Ook ik wil het niet over te veel of te weinig hebben, maar over de kwaliteit van de argumentatie. De discussie over de beloning is immers goed. Bij welke hoogte het echter goed, gerechtvaardigd of voldoende is, blijft altijd emotie en helaas ook politiek spelen, is mijn indruk. Een rationele discussie voeren is daarom ook lastig. Met het argument bijvoorbeeld dat de bestuurder door belastinggeld (ik denk overigens dat de minister ook verzekeringspremies en eigen bijdragen van burgers met ‘belastinggeld’ bedoeld) wordt betaald, kan je nog meer topbeloningen ter discussie stellen, hetgeen echter niet door de minister wordt gedaan. Slechts ter illustratie: Phillips e.a. draaien voor een belangrijk deel op hun medische divisie. De producten, vaak door ziekenhuizen gekocht, worden door belastinggeld betaald. De Utiliteitsbouw draait volledig op overheidsopdrachten, welke door belastinggeld worden betaald. Daar vraagt de minister geen Balkenende- of ministersnorm. De farmaceutische industrie krijgt haar inkomsten voornamelijk uit door belastinggeld betaald.
Het water stroomt naar het laagste punt. Even los of nu terecht is of een zorgbestuurder te veel of te weinig verdient, er zal op een zeker moment een kantelpunt komen of je voldoende talent uit de ”markt” haalt die gaat voor dit soort functies. Een aantrekkelijke beloning is een belangrijk onderdeel voor deze keuze. Daarnaast heeft het vak als zorgbestuurder een behoorlijk groot afbreukrisico en een hoge mate aan complexiteit, zeker gezien de continue veranderende wet- en regelgeving en de samenwerking met zorgprofessionals. Als laatste is het discutabel of elke overheidsfunctie vergeleken moet worden met de minister. Dit zijn verschillende grootheden met ook hele andere loopbaanperspectieven (vb Wouter Bos, Ab Klink, Gerrit Zalm, Roger van Boxel) die na hun politieke functies in aanzienlijk andere salarisschalen vallen.

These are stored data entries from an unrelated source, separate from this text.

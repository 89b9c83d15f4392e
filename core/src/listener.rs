//! Background listening loop
//!
//! A worker thread owns the capture device for as long as the listener runs,
//! feeds each chunk to a [`Demodulator`] and reports every decode outcome on
//! a channel. The session is reset after each report and the search resumes
//! where the reported frame ended, so frames sent back to back are all
//! picked up.

use crate::audio::{AudioChannel, AudioInput};
use crate::config::ModemConfig;
use crate::demodulator::Demodulator;
use crate::error::{ModemError, Result};
use crossbeam_channel::{unbounded, Receiver, Sender};
use std::sync::atomic::{AtomicBool, Ordering};
use std::sync::Arc;
use std::thread::JoinHandle;

/// Outcome reported by a running listener.
#[derive(Debug, Clone, PartialEq)]
pub enum ListenEvent {
    Decoded(Vec<u8>),
    Failed(ModemError),
    /// Capture stopped, either on request or because the input ran dry.
    Ended,
}

pub struct Listener<I: AudioInput + 'static> {
    config: ModemConfig,
    chunk_size: usize,
    input: Option<I>,
    worker: Option<JoinHandle<I>>,
    stop_flag: Arc<AtomicBool>,
    events_tx: Sender<ListenEvent>,
    events_rx: Receiver<ListenEvent>,
}

impl<I: AudioInput + 'static> Listener<I> {
    pub fn new(config: &ModemConfig, input: I) -> Result<Self> {
        config.validate()?;
        let (events_tx, events_rx) = unbounded();
        Ok(Self {
            config: *config,
            chunk_size: crate::DEFAULT_CHUNK_SIZE,
            input: Some(input),
            worker: None,
            stop_flag: Arc::new(AtomicBool::new(false)),
            events_tx,
            events_rx,
        })
    }

    pub fn with_chunk_size(mut self, chunk_size: usize) -> Self {
        self.chunk_size = chunk_size;
        self
    }

    /// Receiving end of the report channel. Clones share one queue.
    pub fn events(&self) -> Receiver<ListenEvent> {
        self.events_rx.clone()
    }

    /// True while the worker is capturing.
    pub fn is_running(&self) -> bool {
        self.worker
            .as_ref()
            .map(|h| !h.is_finished())
            .unwrap_or(false)
    }

    /// Start capturing. Calling this while already started is a no-op.
    pub fn start(&mut self) -> Result<()> {
        if self.worker.is_some() {
            log::debug!("Listener already started");
            return Ok(());
        }
        let mut input = self
            .input
            .take()
            .ok_or_else(|| ModemError::Audio("input device lost".into()))?;

        self.stop_flag.store(false, Ordering::Release);
        let stop_flag = Arc::clone(&self.stop_flag);
        let events = self.events_tx.clone();
        let config = self.config;
        let chunk_size = self.chunk_size;

        // The demodulator (and its FFT planner) lives on the worker only
        let worker = std::thread::Builder::new()
            .name("tonelink-listener".into())
            .spawn(move || {
                match Demodulator::new(&config) {
                    Ok(mut demodulator) => capture_loop(
                        &mut input,
                        &mut demodulator,
                        config.signal.sample_rate,
                        chunk_size,
                        &stop_flag,
                        &events,
                    ),
                    Err(e) => {
                        let _ = events.send(ListenEvent::Failed(e));
                        let _ = events.send(ListenEvent::Ended);
                    }
                }
                input
            })
            .map_err(|e| ModemError::Audio(format!("failed to spawn listener: {}", e)))?;

        log::info!(
            "Listening ({} Hz, {} samples/chunk)",
            config.signal.sample_rate,
            chunk_size
        );
        self.worker = Some(worker);
        Ok(())
    }

    /// Stop capturing and wait for the worker to release the input. A frame
    /// cut off by the stop is reported as `InsufficientSamples`.
    /// Calling this while stopped is a no-op.
    pub fn stop(&mut self) -> Result<()> {
        let worker = match self.worker.take() {
            Some(w) => w,
            None => return Ok(()),
        };
        self.stop_flag.store(true, Ordering::Release);
        let input = worker
            .join()
            .map_err(|_| ModemError::Audio("listener thread panicked".into()))?;
        self.input = Some(input);
        log::info!("Listener stopped");
        Ok(())
    }

    /// Stop and hand back the input device.
    pub fn into_input(mut self) -> Result<I> {
        self.stop()?;
        self.input
            .take()
            .ok_or_else(|| ModemError::Audio("input device lost".into()))
    }
}

impl<I: AudioInput + 'static> Drop for Listener<I> {
    fn drop(&mut self) {
        if let Err(e) = self.stop() {
            log::error!("Listener shutdown failed: {}", e);
        }
    }
}

fn capture_loop<I: AudioInput>(
    input: &mut I,
    demodulator: &mut Demodulator,
    sample_rate: u32,
    chunk_size: usize,
    stop_flag: &AtomicBool,
    events: &Sender<ListenEvent>,
) {
    match AudioChannel::acquire(input, sample_rate, chunk_size) {
        Ok(mut channel) => loop {
            if stop_flag.load(Ordering::Acquire) {
                // A frame cut off by the stop is reported like one cut off by the input
                drain(demodulator.finish(), demodulator, events, true);
                break;
            }
            match channel.next_chunk() {
                Ok(Some(chunk)) => drain(demodulator.push(&chunk), demodulator, events, false),
                Ok(None) => {
                    drain(demodulator.finish(), demodulator, events, true);
                    break;
                }
                Err(e) => {
                    log::error!("Capture failed: {}", e);
                    let _ = events.send(ListenEvent::Failed(e));
                    break;
                }
            }
        },
        Err(e) => {
            log::error!("Could not open audio input: {}", e);
            let _ = events.send(ListenEvent::Failed(e));
        }
    }
    let _ = events.send(ListenEvent::Ended);
}

/// Report `outcome`, then keep decoding what is already buffered: one chunk
/// may hold the tail of a frame and the whole of the next.
fn drain(
    mut outcome: Result<Option<Vec<u8>>>,
    demodulator: &mut Demodulator,
    events: &Sender<ListenEvent>,
    at_end: bool,
) {
    while report(outcome, demodulator, events) {
        outcome = if at_end {
            demodulator.finish()
        } else {
            demodulator.push(&[])
        };
    }
}

/// Send the outcome of a finished session and start the next one. Returns
/// false when there was nothing to report.
fn report(
    outcome: Result<Option<Vec<u8>>>,
    demodulator: &mut Demodulator,
    events: &Sender<ListenEvent>,
) -> bool {
    let event = match outcome {
        Ok(None) => return false,
        Ok(Some(payload)) => ListenEvent::Decoded(payload),
        Err(e) => ListenEvent::Failed(e),
    };
    let _ = events.send(event);
    demodulator.reset();
    true
}

#[cfg(test)]
mod tests {
    use super::*;
    use crate::audio::MemoryInput;
    use crate::config::PayloadLength;
    use crate::framing::FrameBuilder;
    use crate::modulator::Modulator;
    use std::sync::atomic::AtomicUsize;
    use std::time::Duration;

    const TIMEOUT: Duration = Duration::from_secs(10);

    fn encode(config: &ModemConfig, payload: &[u8]) -> Vec<f32> {
        let bits = FrameBuilder::new(config).build(payload).unwrap();
        Modulator::new(config).unwrap().modulate(&bits).unwrap().into_samples()
    }

    fn collect_until_ended(rx: &Receiver<ListenEvent>) -> Vec<ListenEvent> {
        let mut events = Vec::new();
        loop {
            let event = rx.recv_timeout(TIMEOUT).unwrap();
            let ended = event == ListenEvent::Ended;
            events.push(event);
            if ended {
                return events;
            }
        }
    }

    /// Produces silence forever; counts closes.
    struct EndlessInput {
        open: bool,
        closes: Arc<AtomicUsize>,
    }

    impl AudioInput for EndlessInput {
        fn open(&mut self, _sample_rate: u32, _chunk_size: usize) -> Result<()> {
            self.open = true;
            Ok(())
        }

        fn next_chunk(&mut self) -> Result<Option<Vec<f32>>> {
            std::thread::sleep(Duration::from_millis(1));
            Ok(Some(vec![0.0; 256]))
        }

        fn close(&mut self) {
            if self.open {
                self.open = false;
                self.closes.fetch_add(1, Ordering::SeqCst);
            }
        }
    }

    /// Hands out `samples`, then empty chunks until closed.
    struct StallingInput {
        inner: MemoryInput,
        drained: Arc<AtomicBool>,
    }

    impl AudioInput for StallingInput {
        fn open(&mut self, sample_rate: u32, chunk_size: usize) -> Result<()> {
            self.inner.open(sample_rate, chunk_size)
        }

        fn next_chunk(&mut self) -> Result<Option<Vec<f32>>> {
            match self.inner.next_chunk()? {
                Some(chunk) => Ok(Some(chunk)),
                None => {
                    self.drained.store(true, Ordering::SeqCst);
                    std::thread::sleep(Duration::from_millis(1));
                    Ok(Some(Vec::new()))
                }
            }
        }

        fn close(&mut self) {
            self.inner.close();
        }
    }

    #[test]
    fn test_reports_each_frame() {
        let config = ModemConfig::audible();
        let mut samples = vec![0.0; 2000];
        samples.extend(encode(&config, b"first"));
        samples.extend(vec![0.0; 6000]);
        samples.extend(encode(&config, b"second"));
        samples.extend(vec![0.0; 6000]);

        let mut listener = Listener::new(&config, MemoryInput::new(samples)).unwrap();
        let rx = listener.events();
        listener.start().unwrap();

        let events = collect_until_ended(&rx);
        assert_eq!(
            events,
            vec![
                ListenEvent::Decoded(b"first".to_vec()),
                ListenEvent::Decoded(b"second".to_vec()),
                ListenEvent::Ended,
            ]
        );

        let input = listener.into_input().unwrap();
        assert!(!input.is_open());
        assert_eq!(input.sessions(), (1, 1));
    }

    #[test]
    fn test_back_to_back_frames() {
        let config = ModemConfig::audible();
        let mut samples = encode(&config, b"first");
        samples.extend(encode(&config, b"second"));
        samples.extend(encode(&config, b"third"));

        for chunk_size in [samples.len(), 4096, 1024, 7] {
            let mut listener = Listener::new(&config, MemoryInput::new(samples.clone()))
                .unwrap()
                .with_chunk_size(chunk_size);
            let rx = listener.events();
            listener.start().unwrap();
            assert_eq!(
                collect_until_ended(&rx),
                vec![
                    ListenEvent::Decoded(b"first".to_vec()),
                    ListenEvent::Decoded(b"second".to_vec()),
                    ListenEvent::Decoded(b"third".to_vec()),
                    ListenEvent::Ended,
                ],
                "chunk size {}",
                chunk_size
            );
        }
    }

    #[test]
    fn test_failure_reported_and_listening_continues() {
        let config = ModemConfig::audible().with_payload_length(PayloadLength::Fixed(8));
        let mut jammed = encode(&config, &[0xFF; 8]);
        let data_start = config.layout.header_samples();
        let omega = 2.0 * std::f32::consts::PI * 5000.0 / 48000.0;
        for (n, s) in jammed[data_start..].iter_mut().enumerate() {
            *s += 0.5 * (omega * n as f32).sin();
        }

        let mut samples = jammed;
        samples.extend(vec![0.0; 6000]);
        samples.extend(encode(&config, b"TEST:AB\0"));

        let mut listener = Listener::new(&config, MemoryInput::new(samples)).unwrap();
        let rx = listener.events();
        listener.start().unwrap();

        let events = collect_until_ended(&rx);
        assert_eq!(events.len(), 3, "{:?}", events);
        assert!(matches!(
            events[0],
            ListenEvent::Failed(ModemError::CorruptFrame { .. })
        ));
        assert_eq!(events[1], ListenEvent::Decoded(b"TEST:AB\0".to_vec()));
        listener.stop().unwrap();
    }

    #[test]
    fn test_truncated_frame_reported_at_end() {
        let config = ModemConfig::audible();
        let samples = encode(&config, b"cut short");
        let cut = samples.len() - 2000;

        let mut listener =
            Listener::new(&config, MemoryInput::new(samples[..cut].to_vec())).unwrap();
        let rx = listener.events();
        listener.start().unwrap();
        assert_eq!(
            collect_until_ended(&rx),
            vec![
                ListenEvent::Failed(ModemError::InsufficientSamples),
                ListenEvent::Ended
            ]
        );
    }

    #[test]
    fn test_stop_releases_device() {
        let closes = Arc::new(AtomicUsize::new(0));
        let input = EndlessInput {
            open: false,
            closes: Arc::clone(&closes),
        };
        let mut listener = Listener::new(&ModemConfig::default(), input)
            .unwrap()
            .with_chunk_size(256);
        let rx = listener.events();

        listener.start().unwrap();
        listener.start().unwrap();
        assert!(listener.is_running());

        listener.stop().unwrap();
        listener.stop().unwrap();
        assert!(!listener.is_running());
        assert_eq!(closes.load(Ordering::SeqCst), 1);
        assert_eq!(rx.recv_timeout(TIMEOUT).unwrap(), ListenEvent::Ended);

        // Restartable with the same device
        listener.start().unwrap();
        listener.stop().unwrap();
        assert_eq!(closes.load(Ordering::SeqCst), 2);
    }

    #[test]
    fn test_stop_mid_frame_reports_truncation() {
        let config = ModemConfig::audible();
        let samples = encode(&config, b"interrupted");
        let cut = samples.len() - 3000;
        let drained = Arc::new(AtomicBool::new(false));
        let input = StallingInput {
            inner: MemoryInput::new(samples[..cut].to_vec()),
            drained: Arc::clone(&drained),
        };

        let mut listener = Listener::new(&config, input).unwrap();
        let rx = listener.events();
        listener.start().unwrap();
        let deadline = std::time::Instant::now() + TIMEOUT;
        while !drained.load(Ordering::SeqCst) {
            assert!(std::time::Instant::now() < deadline, "input never drained");
            std::thread::sleep(Duration::from_millis(1));
        }
        assert!(rx.is_empty());

        listener.stop().unwrap();
        assert_eq!(
            rx.try_iter().collect::<Vec<_>>(),
            vec![
                ListenEvent::Failed(ModemError::InsufficientSamples),
                ListenEvent::Ended
            ]
        );
    }

    #[test]
    fn test_open_failure_reported() {
        let mut listener = Listener::new(&ModemConfig::default(), MemoryInput::new(vec![0.0; 10]))
            .unwrap()
            .with_chunk_size(0);
        let rx = listener.events();
        listener.start().unwrap();
        assert!(matches!(
            rx.recv_timeout(TIMEOUT).unwrap(),
            ListenEvent::Failed(ModemError::Audio(_))
        ));
        assert_eq!(rx.recv_timeout(TIMEOUT).unwrap(), ListenEvent::Ended);
        listener.stop().unwrap();
    }
}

Natuurlijk moeten topinkomens van zorgverleners omlaag. Maar minister Plastkerk vergeet kennelijk dat directies van ziekenhuizen moeten onderhandelen met bestuurders van zorgverzekeraars. Die verdienen over het algemeen nog meer en zorgverzekeraars hebben nu al veel te veel macht. Dus minister Plastkerk, zorg ervoor dat de zorgverzekeraars bazen eveneens minder gaan verdienen, anders wordt het nog lastiger onderhandelen voor de directies van de ziekenhuizen, ten koste van goede zorg voor de burgers!